Provided data below:

//! Listing image bucket.
//!
//! Photos are stored at `{bucket}/{user_id}/{listing_id}/{unix_millis}-{index}.{ext}`
//! and served publicly at `{public_base_url}/{bucket}/{path}`.

use std::io::Cursor;
use std::sync::Arc;

use bytes::Bytes;
use image::{ImageFormat, ImageReader};
use tracing::{debug, info, warn};
use uuid::Uuid;

use tradepost_core::error::AppError;
use tradepost_core::result::AppResult;
use tradepost_core::traits::storage::{ByteStream, StorageProvider};

/// An uploaded photo after it has been written to the bucket.
#[derive(Debug, Clone, PartialEq, Eq)]
pub struct StoredImage {
    /// Object path inside the bucket.
    pub path: String,
    /// Public URL stored on the listing.
    pub url: String,
    /// MIME type detected from the file content.
    pub content_type: &'static str,
    pub width: u32,
    pub height: u32,
}

/// Stores and serves listing photos in a single bucket.
#[derive(Debug, Clone)]
pub struct ImageStore {
    provider: Arc<dyn StorageProvider>,
    bucket: String,
    public_base_url: String,
}

impl ImageStore {
    /// Create a store for `bucket` on top of `provider`.
    pub fn new(
        provider: Arc<dyn StorageProvider>,
        bucket: impl Into<String>,
        public_base_url: impl Into<String>,
    ) -> Self {
        Self {
            provider,
            bucket: bucket.into(),
            public_base_url: public_base_url.into().trim_end_matches('/').to_string(),
        }
    }

    /// Name of the image bucket.
    pub fn bucket(&self) -> &str {
        &self.bucket
    }

    /// Whether the underlying provider is reachable.
    pub async fn health_check(&self) -> AppResult<bool> {
        self.provider.health_check().await
    }

    /// Validate and write the photos of one listing.
    ///
    /// Every file must be a PNG, JPEG, GIF or WebP image; the first file that
    /// is not aborts the upload before anything is written. If a write fails,
    /// photos already written for this call are removed again.
    pub async fn store_listing_images(
        &self,
        user_id: Uuid,
        listing_id: Uuid,
        files: &[Bytes],
    ) -> AppResult<Vec<StoredImage>> {
        let inspected = inspect_all(files)?;

        let millis = chrono::Utc::now().timestamp_millis();
        let mut stored = Vec::with_capacity(files.len());

        for (index, (data, meta)) in files.iter().zip(inspected).enumerate() {
            let path = object_path(user_id, listing_id, millis, index, meta.extension);
            if let Err(e) = self
                .provider
                .write(&self.bucket_path(&path), data.clone())
                .await
            {
                self.discard(&stored).await;
                return Err(e);
            }
            debug!(%listing_id, %path, bytes = data.len(), "Stored listing photo");

            stored.push(StoredImage {
                url: self.public_url(&path),
                path,
                content_type: meta.content_type,
                width: meta.width,
                height: meta.height,
            });
        }

        info!(%listing_id, count = stored.len(), "Uploaded listing photos");
        Ok(stored)
    }

    /// Check that every file is a supported image without writing anything.
    pub fn validate(&self, files: &[Bytes]) -> AppResult<()> {
        inspect_all(files).map(|_| ())
    }

    /// Delete photos previously returned by [`Self::store_listing_images`].
    ///
    /// URLs that do not point into this bucket are skipped.
    pub async fn delete_by_urls(&self, urls: &[String]) -> AppResult<()> {
        for url in urls {
            if let Some(path) = self.path_from_url(url) {
                self.provider.delete(&self.bucket_path(path)).await?;
            }
        }
        Ok(())
    }

    /// Open a stored object for serving.
    ///
    /// Returns the stream and a content type guessed from the extension.
    pub async fn open(&self, bucket: &str, path: &str) -> AppResult<(ByteStream, &'static str)> {
        if bucket != self.bucket {
            return Err(AppError::not_found(format!("Bucket not found: {bucket}")));
        }
        let stream = self.provider.read(&self.bucket_path(path)).await?;
        Ok((stream, content_type_for_path(path)))
    }

    /// Public URL for an object path inside the bucket.
    pub fn public_url(&self, path: &str) -> String {
        format!("{}/{}/{}", self.public_base_url, self.bucket, path)
    }

    fn path_from_url<'a>(&self, url: &'a str) -> Option<&'a str> {
        url.strip_prefix(&self.public_base_url)?
            .strip_prefix('/')?
            .strip_prefix(self.bucket.as_str())?
            .strip_prefix('/')
    }

    async fn discard(&self, stored: &[StoredImage]) {
        for image in stored {
            if let Err(e) = self.provider.delete(&self.bucket_path(&image.path)).await {
                warn!(path = %image.path, error = %e, "Failed to remove partially uploaded photo");
            }
        }
    }

    fn bucket_path(&self, path: &str) -> String {
        format!("{}/{}", self.bucket, path.trim_start_matches('/'))
    }
}

/// `{user_id}/{listing_id}/{unix_millis}-{index}.{ext}`
pub fn object_path(
    user_id: Uuid,
    listing_id: Uuid,
    unix_millis: i64,
    index: usize,
    extension: &str,
) -> String {
    format!("{user_id}/{listing_id}/{unix_millis}-{index}.{extension}")
}

#[derive(Debug)]
struct ImageMeta {
    extension: &'static str,
    content_type: &'static str,
    width: u32,
    height: u32,
}

fn inspect_all(files: &[Bytes]) -> AppResult<Vec<ImageMeta>> {
    files
        .iter()
        .enumerate()
        .map(|(index, data)| {
            inspect(data).map_err(|e| {
                AppError::validation(format!(
                    "Photo {} is not a valid image: {}",
                    index + 1,
                    e.message
                ))
            })
        })
        .collect()
}

/// Detect the format from magic bytes and read the dimensions from the header.
fn inspect(data: &[u8]) -> AppResult<ImageMeta> {
    let format = image::guess_format(data)
        .map_err(|_| AppError::validation("unrecognised file format"))?;

    let (extension, content_type) = match format {
        ImageFormat::Png => ("png", "image/png"),
        ImageFormat::Jpeg => ("jpg", "image/jpeg"),
        ImageFormat::Gif => ("gif", "image/gif"),
        ImageFormat::WebP => ("webp", "image/webp"),
        other => {
            return Err(AppError::validation(format!(
                "unsupported format {other:?}"
            )));
        }
    };

    let (width, height) = ImageReader::with_format(Cursor::new(data), format)
        .into_dimensions()
        .map_err(|e| AppError::validation(format!("unreadable image header: {e}")))?;

    Ok(ImageMeta {
        extension,
        content_type,
        width,
        height,
    })
}

/// Guess a MIME type from an object path extension.
pub fn content_type_for_path(path: &str) -> &'static str {
    let ext = path.rsplit('.').next().unwrap_or_default().to_lowercase();
    match ext.as_str() {
        "png" => "image/png",
        "jpg" | "jpeg" => "image/jpeg",
        "gif" => "image/gif",
        "webp" => "image/webp",
        _ => "application/octet-stream",
    }
}

#[cfg(test)]
mod tests {
    use super::*;
    use crate::LocalStorageProvider;

    /// Smallest valid GIF: 1x1 pixel.
    const TINY_GIF: &[u8] = &[
        0x47, 0x49, 0x46, 0x38, 0x39, 0x61, 0x01, 0x00, 0x01, 0x00, 0x80, 0x00, 0x00, 0xff, 0xff,
        0xff, 0x00, 0x00, 0x00, 0x21, 0xf9, 0x04, 0x01, 0x00, 0x00, 0x00, 0x00, 0x2c, 0x00, 0x00,
        0x00, 0x00, 0x01, 0x00, 0x01, 0x00, 0x00, 0x02, 0x02, 0x44, 0x01, 0x00, 0x3b,
    ];

    async fn store(dir: &tempfile::TempDir) -> ImageStore {
        let provider = LocalStorageProvider::new(dir.path()).await.unwrap();
        ImageStore::new(Arc::new(provider), "listing-images", "http://localhost:8080/media/")
    }

    #[test]
    fn test_object_path_layout() {
        let user = Uuid::nil();
        let listing = Uuid::from_u128(1);
        assert_eq!(
            object_path(user, listing, 1700000000000, 2, "png"),
            format!("{user}/{listing}/1700000000000-2.png")
        );
    }

    #[tokio::test]
    async fn test_store_and_open_gif() {
        let dir = tempfile::tempdir().unwrap();
        let store = store(&dir).await;
        let user = Uuid::new_v4();
        let listing = Uuid::new_v4();

        let stored = store
            .store_listing_images(user, listing, &[Bytes::from_static(TINY_GIF)])
            .await
            .unwrap();

        assert_eq!(stored.len(), 1);
        assert_eq!(stored[0].content_type, "image/gif");
        assert_eq!((stored[0].width, stored[0].height), (1, 1));
        assert!(stored[0].path.ends_with("-0.gif"));
        assert!(
            stored[0]
                .url
                .starts_with("http://localhost:8080/media/listing-images/")
        );

        let (_, content_type) = store.open("listing-images", &stored[0].path).await.unwrap();
        assert_eq!(content_type, "image/gif");
    }

    #[tokio::test]
    async fn test_non_image_rejected_before_write() {
        let dir = tempfile::tempdir().unwrap();
        let store = store(&dir).await;

        let err = store
            .store_listing_images(
                Uuid::new_v4(),
                Uuid::new_v4(),
                &[Bytes::from_static(TINY_GIF), Bytes::from_static(b"%PDF-1.7")],
            )
            .await
            .unwrap_err();

        assert_eq!(err.kind, tradepost_core::error::ErrorKind::Validation);
        assert!(err.message.starts_with("Photo 2"));
        assert!(!dir.path().join("listing-images").exists());
    }

    /// Local storage that refuses the write with index `fail_at`.
    #[derive(Debug)]
    struct FailingWrites {
        inner: LocalStorageProvider,
        fail_at: usize,
        writes: std::sync::atomic::AtomicUsize,
    }

    #[async_trait::async_trait]
    impl StorageProvider for FailingWrites {
        async fn health_check(&self) -> AppResult<bool> {
            self.inner.health_check().await
        }

        async fn read(&self, path: &str) -> AppResult<ByteStream> {
            self.inner.read(path).await
        }

        async fn write(&self, path: &str, data: Bytes) -> AppResult<()> {
            let n = self
                .writes
                .fetch_add(1, std::sync::atomic::Ordering::SeqCst);
            if n == self.fail_at {
                return Err(AppError::storage("disk full"));
            }
            self.inner.write(path, data).await
        }

        async fn delete(&self, path: &str) -> AppResult<()> {
            self.inner.delete(path).await
        }
    }

    #[tokio::test]
    async fn test_failed_write_removes_earlier_photos() {
        let dir = tempfile::tempdir().unwrap();
        let provider = FailingWrites {
            inner: LocalStorageProvider::new(dir.path()).await.unwrap(),
            fail_at: 1,
            writes: Default::default(),
        };
        let store = ImageStore::new(Arc::new(provider), "listing-images", "http://localhost/media");
        let user = Uuid::new_v4();
        let listing = Uuid::new_v4();
        let gif = Bytes::from_static(TINY_GIF);

        let err = store
            .store_listing_images(user, listing, &[gif.clone(), gif.clone(), gif])
            .await
            .unwrap_err();
        assert_eq!(err.kind, tradepost_core::error::ErrorKind::Storage);

        let listing_dir = dir
            .path()
            .join("listing-images")
            .join(user.to_string())
            .join(listing.to_string());
        let left = std::fs::read_dir(&listing_dir)
            .map(|entries| entries.count())
            .unwrap_or(0);
        assert_eq!(left, 0);
    }

    #[tokio::test]
    async fn test_delete_by_urls() {
        let dir = tempfile::tempdir().unwrap();
        let store = store(&dir).await;
        let stored = store
            .store_listing_images(Uuid::new_v4(), Uuid::new_v4(), &[Bytes::from_static(TINY_GIF)])
            .await
            .unwrap();

        store
            .delete_by_urls(&[stored[0].url.clone(), "https://elsewhere/x.png".to_string()])
            .await
            .unwrap();

        let err = store.open("listing-images", &stored[0].path).await.err().expect("expected error");
        assert_eq!(err.kind, tradepost_core::error::ErrorKind::NotFound);
    }

    #[tokio::test]
    async fn test_unknown_bucket_is_not_found() {
        let dir = tempfile::tempdir().unwrap();
        let store = store(&dir).await;
        let err = store.open("avatars", "a.png").await.err().expect("expected error");
        assert_eq!(err.kind, tradepost_core::error::ErrorKind::NotFound);
    }

    #[test]
    fn test_content_type_for_path() {
        assert_eq!(content_type_for_path("a/b/1-0.JPG"), "image/jpeg");
        assert_eq!(content_type_for_path("a/b/file"), "application/octet-stream");
    }
}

End of Provided data.

**Task details**: What you retype should run from the first line of the entries above through the line containing "pub struct StoredImage", exactly and in full.

**Answer box**:
//! Listing image bucket.
//!
//! Photos are stored at `{bucket}/{user_id}/{listing_id}/{unix_millis}-{index}.{ext}`
//! and served publicly at `{public_base_url}/{bucket}/{path}`.

use std::io::Cursor;
use std::sync::Arc;

use bytes::Bytes;
use image::{ImageFormat, ImageReader};
use tracing::{debug, info, warn};
use uuid::Uuid;

use tradepost_core::error::AppError;
use tradepost_core::result::AppResult;
use tradepost_core::traits::storage::{ByteStream, StorageProvider};

/// An uploaded photo after it has been written to the bucket.
#[derive(Debug, Clone, PartialEq, Eq)]
pub struct StoredImage {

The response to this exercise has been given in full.